◆ **YOUR ASSIGNMENT**
If a line of the material holds the string "struct", it counts; report the number of such lines alone.

-*-*-

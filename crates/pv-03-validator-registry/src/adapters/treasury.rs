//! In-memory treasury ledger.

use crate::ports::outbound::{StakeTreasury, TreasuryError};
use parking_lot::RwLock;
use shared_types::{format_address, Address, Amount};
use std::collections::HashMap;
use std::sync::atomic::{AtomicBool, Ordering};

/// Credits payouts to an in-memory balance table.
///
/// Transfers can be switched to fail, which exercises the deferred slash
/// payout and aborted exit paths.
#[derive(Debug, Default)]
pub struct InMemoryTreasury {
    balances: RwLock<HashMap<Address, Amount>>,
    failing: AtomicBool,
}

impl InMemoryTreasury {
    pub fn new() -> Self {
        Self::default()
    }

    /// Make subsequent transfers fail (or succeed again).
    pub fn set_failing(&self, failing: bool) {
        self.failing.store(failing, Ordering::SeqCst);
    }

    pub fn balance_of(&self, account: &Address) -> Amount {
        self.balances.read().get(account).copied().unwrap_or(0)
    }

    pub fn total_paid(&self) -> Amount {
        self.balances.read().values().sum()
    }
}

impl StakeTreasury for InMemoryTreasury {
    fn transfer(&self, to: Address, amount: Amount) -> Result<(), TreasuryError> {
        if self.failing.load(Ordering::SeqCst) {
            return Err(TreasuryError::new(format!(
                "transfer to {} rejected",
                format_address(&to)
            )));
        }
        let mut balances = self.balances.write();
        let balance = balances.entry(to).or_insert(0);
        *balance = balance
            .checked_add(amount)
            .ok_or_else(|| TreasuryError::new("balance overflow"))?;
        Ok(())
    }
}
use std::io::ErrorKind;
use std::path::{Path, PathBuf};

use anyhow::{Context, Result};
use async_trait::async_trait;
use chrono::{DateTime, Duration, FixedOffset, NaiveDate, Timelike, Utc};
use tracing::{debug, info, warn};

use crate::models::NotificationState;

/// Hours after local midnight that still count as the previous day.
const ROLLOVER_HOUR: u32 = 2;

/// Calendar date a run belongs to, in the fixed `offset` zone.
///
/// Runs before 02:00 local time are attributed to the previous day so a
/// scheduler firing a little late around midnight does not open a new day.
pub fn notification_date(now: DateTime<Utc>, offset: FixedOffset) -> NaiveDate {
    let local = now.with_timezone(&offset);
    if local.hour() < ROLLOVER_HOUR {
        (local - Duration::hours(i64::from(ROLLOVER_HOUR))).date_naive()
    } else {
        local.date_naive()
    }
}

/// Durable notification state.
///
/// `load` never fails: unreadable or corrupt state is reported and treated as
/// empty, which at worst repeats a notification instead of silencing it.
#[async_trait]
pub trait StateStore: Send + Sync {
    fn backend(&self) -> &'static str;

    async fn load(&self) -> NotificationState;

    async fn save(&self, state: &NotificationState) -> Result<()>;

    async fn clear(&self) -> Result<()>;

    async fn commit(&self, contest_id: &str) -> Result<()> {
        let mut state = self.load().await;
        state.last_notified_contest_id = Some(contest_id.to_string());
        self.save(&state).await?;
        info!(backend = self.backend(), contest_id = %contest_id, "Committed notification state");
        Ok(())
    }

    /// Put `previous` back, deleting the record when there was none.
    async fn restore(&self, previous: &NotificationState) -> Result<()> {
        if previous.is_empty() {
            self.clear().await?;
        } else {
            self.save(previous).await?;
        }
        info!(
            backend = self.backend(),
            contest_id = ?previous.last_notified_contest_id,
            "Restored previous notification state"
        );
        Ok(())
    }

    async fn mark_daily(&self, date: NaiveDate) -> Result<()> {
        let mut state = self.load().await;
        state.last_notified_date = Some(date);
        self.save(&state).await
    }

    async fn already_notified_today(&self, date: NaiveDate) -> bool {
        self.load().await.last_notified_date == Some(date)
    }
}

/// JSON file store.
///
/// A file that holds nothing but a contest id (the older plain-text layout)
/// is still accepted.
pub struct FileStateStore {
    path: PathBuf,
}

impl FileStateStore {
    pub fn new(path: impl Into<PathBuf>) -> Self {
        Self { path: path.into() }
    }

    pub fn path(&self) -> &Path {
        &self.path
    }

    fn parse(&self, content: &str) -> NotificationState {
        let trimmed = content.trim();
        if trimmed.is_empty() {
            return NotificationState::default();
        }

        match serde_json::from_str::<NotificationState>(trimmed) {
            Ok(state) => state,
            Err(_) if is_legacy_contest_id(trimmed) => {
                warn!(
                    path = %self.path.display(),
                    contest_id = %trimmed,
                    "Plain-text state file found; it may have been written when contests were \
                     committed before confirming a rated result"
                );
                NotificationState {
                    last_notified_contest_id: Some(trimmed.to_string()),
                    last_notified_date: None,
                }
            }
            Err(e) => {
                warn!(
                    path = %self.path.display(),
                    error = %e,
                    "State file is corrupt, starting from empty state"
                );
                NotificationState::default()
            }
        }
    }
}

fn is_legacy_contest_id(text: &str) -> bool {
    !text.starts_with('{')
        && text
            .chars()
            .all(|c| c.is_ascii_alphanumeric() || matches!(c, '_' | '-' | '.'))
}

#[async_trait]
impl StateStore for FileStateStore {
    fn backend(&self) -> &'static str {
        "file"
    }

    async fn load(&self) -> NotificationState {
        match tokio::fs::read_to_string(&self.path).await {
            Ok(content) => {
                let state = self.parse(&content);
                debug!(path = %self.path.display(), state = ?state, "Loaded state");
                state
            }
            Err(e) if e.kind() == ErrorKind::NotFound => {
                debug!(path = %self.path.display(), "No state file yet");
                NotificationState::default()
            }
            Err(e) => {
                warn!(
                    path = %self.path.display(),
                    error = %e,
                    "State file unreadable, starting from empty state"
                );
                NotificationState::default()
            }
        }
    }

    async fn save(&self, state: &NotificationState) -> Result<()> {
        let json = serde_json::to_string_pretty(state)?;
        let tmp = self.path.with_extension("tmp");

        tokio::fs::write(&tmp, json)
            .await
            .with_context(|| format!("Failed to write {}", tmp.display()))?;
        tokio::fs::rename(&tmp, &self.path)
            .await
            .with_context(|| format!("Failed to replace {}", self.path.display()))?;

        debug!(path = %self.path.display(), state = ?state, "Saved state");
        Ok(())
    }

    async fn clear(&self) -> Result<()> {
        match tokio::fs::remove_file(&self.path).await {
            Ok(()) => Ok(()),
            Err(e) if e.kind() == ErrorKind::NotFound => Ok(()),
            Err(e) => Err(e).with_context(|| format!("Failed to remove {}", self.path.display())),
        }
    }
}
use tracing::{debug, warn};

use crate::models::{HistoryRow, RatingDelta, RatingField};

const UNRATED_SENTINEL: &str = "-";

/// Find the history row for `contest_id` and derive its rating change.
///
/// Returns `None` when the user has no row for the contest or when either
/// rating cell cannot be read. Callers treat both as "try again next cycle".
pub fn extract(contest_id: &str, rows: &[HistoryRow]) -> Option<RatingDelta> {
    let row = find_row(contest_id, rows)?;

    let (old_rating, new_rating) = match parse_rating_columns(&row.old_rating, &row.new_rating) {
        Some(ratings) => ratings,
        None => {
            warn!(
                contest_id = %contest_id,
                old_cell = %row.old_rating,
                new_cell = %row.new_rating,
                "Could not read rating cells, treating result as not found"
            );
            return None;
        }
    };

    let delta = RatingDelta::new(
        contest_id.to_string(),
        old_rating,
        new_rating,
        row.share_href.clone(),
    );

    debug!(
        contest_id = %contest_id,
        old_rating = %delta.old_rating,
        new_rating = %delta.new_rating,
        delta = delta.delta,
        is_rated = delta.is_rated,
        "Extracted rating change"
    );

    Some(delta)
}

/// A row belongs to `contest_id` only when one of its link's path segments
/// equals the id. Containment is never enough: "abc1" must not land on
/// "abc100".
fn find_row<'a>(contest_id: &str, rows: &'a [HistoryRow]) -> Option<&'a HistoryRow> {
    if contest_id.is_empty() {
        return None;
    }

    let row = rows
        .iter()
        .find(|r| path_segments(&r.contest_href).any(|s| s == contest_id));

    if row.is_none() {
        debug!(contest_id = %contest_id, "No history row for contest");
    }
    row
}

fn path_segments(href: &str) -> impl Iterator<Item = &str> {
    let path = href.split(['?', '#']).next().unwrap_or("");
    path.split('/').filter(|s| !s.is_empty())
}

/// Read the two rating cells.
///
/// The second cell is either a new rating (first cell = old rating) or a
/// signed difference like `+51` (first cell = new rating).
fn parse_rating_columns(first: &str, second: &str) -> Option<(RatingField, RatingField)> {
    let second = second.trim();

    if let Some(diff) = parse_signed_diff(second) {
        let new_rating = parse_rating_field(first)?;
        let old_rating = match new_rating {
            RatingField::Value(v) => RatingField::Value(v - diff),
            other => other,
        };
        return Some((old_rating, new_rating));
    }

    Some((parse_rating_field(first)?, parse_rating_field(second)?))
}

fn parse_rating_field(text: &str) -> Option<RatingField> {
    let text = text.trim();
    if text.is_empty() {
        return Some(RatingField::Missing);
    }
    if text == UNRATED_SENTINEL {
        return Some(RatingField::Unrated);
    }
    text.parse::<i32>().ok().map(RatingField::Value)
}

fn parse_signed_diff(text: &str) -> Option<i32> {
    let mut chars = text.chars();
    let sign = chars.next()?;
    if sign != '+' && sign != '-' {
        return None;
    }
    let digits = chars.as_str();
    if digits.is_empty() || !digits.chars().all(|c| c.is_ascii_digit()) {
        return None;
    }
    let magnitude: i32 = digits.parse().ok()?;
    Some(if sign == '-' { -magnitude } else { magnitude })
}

-*-*-

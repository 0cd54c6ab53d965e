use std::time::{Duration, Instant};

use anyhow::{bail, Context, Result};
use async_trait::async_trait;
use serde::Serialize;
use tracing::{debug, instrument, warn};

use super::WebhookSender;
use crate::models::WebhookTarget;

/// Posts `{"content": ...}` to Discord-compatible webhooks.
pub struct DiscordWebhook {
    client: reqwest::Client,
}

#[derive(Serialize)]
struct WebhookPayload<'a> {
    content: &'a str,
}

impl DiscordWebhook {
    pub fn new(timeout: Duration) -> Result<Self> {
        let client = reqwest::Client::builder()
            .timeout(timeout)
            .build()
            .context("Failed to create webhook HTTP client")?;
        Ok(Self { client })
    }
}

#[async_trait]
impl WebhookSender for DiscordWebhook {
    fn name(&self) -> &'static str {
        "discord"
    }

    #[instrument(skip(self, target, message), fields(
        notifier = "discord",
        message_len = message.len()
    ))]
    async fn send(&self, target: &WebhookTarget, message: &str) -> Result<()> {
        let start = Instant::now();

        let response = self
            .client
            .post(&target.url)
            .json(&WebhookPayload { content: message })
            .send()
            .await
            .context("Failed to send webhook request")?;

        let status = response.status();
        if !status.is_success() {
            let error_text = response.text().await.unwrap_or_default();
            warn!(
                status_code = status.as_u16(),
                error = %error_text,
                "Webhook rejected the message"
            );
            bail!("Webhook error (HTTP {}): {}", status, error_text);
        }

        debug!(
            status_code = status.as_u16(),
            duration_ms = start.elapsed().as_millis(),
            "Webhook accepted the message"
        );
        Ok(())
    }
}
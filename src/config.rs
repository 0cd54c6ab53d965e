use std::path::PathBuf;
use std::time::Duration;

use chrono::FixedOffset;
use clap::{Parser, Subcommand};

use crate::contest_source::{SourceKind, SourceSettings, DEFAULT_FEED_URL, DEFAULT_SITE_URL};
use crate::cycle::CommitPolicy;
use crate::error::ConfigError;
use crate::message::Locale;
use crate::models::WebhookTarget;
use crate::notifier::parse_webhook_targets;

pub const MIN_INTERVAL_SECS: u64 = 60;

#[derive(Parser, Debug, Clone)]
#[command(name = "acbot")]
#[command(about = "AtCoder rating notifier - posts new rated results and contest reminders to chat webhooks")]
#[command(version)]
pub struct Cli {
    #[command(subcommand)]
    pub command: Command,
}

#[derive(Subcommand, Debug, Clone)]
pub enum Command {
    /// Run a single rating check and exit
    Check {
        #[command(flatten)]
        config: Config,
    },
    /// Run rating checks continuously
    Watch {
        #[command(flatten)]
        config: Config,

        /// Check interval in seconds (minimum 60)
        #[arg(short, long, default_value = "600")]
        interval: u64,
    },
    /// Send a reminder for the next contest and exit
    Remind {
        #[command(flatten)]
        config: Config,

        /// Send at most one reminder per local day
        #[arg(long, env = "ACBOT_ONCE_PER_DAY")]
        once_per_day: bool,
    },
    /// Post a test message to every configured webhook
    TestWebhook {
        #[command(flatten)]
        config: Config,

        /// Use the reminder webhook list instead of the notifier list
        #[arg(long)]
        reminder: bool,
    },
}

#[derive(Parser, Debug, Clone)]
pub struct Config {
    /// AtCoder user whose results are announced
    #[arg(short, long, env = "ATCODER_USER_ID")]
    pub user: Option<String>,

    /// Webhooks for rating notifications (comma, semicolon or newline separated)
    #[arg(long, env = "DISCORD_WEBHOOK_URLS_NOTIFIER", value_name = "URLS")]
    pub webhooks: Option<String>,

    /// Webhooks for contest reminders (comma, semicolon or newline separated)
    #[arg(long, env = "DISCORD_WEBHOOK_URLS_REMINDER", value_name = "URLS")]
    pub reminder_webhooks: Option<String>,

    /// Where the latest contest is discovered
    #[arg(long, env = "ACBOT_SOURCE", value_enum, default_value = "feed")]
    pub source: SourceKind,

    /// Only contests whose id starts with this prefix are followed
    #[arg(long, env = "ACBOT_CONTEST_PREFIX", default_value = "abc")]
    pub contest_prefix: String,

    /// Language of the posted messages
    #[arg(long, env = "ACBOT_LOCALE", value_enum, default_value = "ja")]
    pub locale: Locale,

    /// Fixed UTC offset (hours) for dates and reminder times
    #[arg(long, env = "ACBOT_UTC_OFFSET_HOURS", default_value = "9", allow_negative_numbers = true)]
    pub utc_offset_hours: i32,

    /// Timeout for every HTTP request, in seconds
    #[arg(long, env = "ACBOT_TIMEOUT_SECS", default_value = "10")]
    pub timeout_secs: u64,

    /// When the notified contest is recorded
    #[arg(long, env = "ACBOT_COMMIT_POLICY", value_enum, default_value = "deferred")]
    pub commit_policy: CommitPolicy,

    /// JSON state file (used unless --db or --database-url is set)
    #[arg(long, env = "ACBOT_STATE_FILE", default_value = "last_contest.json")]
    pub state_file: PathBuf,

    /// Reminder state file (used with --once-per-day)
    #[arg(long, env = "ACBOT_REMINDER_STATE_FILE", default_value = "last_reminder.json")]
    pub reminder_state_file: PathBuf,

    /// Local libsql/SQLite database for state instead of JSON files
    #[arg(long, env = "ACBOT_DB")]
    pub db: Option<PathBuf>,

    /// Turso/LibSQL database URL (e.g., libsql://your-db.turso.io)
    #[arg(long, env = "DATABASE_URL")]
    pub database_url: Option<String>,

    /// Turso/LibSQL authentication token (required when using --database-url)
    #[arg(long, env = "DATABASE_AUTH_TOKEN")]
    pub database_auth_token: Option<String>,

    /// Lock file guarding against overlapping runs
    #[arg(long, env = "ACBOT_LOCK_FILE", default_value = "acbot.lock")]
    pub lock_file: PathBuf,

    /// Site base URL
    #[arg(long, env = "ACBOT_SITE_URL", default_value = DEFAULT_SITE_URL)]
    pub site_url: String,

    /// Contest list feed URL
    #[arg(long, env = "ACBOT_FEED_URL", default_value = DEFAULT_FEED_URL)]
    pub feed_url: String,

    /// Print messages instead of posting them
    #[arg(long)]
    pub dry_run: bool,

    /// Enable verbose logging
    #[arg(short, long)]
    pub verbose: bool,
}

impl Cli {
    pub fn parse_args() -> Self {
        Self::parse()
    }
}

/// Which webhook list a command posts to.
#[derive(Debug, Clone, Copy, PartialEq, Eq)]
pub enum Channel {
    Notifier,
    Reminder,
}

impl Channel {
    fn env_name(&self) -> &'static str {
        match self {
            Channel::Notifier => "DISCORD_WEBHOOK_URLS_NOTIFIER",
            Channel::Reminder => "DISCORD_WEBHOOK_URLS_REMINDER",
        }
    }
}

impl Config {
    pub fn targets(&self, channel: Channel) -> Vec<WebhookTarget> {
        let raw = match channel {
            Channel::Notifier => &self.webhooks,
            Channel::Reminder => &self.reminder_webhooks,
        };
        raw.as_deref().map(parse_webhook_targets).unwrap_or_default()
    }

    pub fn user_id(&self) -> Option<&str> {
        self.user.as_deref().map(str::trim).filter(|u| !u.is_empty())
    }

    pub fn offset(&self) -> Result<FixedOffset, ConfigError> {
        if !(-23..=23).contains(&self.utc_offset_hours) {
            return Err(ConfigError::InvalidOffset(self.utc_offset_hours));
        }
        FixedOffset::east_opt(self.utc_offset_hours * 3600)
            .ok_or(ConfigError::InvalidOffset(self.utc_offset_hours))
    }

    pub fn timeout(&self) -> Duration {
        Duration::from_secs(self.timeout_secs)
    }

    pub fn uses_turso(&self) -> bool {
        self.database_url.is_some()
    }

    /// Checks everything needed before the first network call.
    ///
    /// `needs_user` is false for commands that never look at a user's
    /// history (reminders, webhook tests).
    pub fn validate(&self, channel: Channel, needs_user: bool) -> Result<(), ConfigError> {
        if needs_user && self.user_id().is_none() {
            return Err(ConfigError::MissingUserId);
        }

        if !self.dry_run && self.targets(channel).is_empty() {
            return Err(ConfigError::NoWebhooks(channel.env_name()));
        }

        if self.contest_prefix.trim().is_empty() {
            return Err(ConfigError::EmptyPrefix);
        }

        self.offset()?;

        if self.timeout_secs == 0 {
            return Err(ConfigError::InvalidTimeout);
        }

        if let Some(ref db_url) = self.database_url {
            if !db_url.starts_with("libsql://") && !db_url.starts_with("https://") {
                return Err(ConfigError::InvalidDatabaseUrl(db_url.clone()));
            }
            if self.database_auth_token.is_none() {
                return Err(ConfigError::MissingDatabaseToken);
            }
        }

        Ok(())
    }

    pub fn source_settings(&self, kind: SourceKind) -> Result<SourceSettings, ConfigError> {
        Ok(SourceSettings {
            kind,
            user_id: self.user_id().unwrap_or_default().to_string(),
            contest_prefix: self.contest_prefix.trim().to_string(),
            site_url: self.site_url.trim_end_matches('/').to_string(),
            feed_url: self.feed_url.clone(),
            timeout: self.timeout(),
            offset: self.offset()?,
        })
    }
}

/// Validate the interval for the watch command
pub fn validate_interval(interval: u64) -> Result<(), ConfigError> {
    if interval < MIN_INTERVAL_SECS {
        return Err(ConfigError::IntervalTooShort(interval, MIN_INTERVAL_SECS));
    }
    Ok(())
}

-*-*-

◆ **EXPECTED ANSWER**
6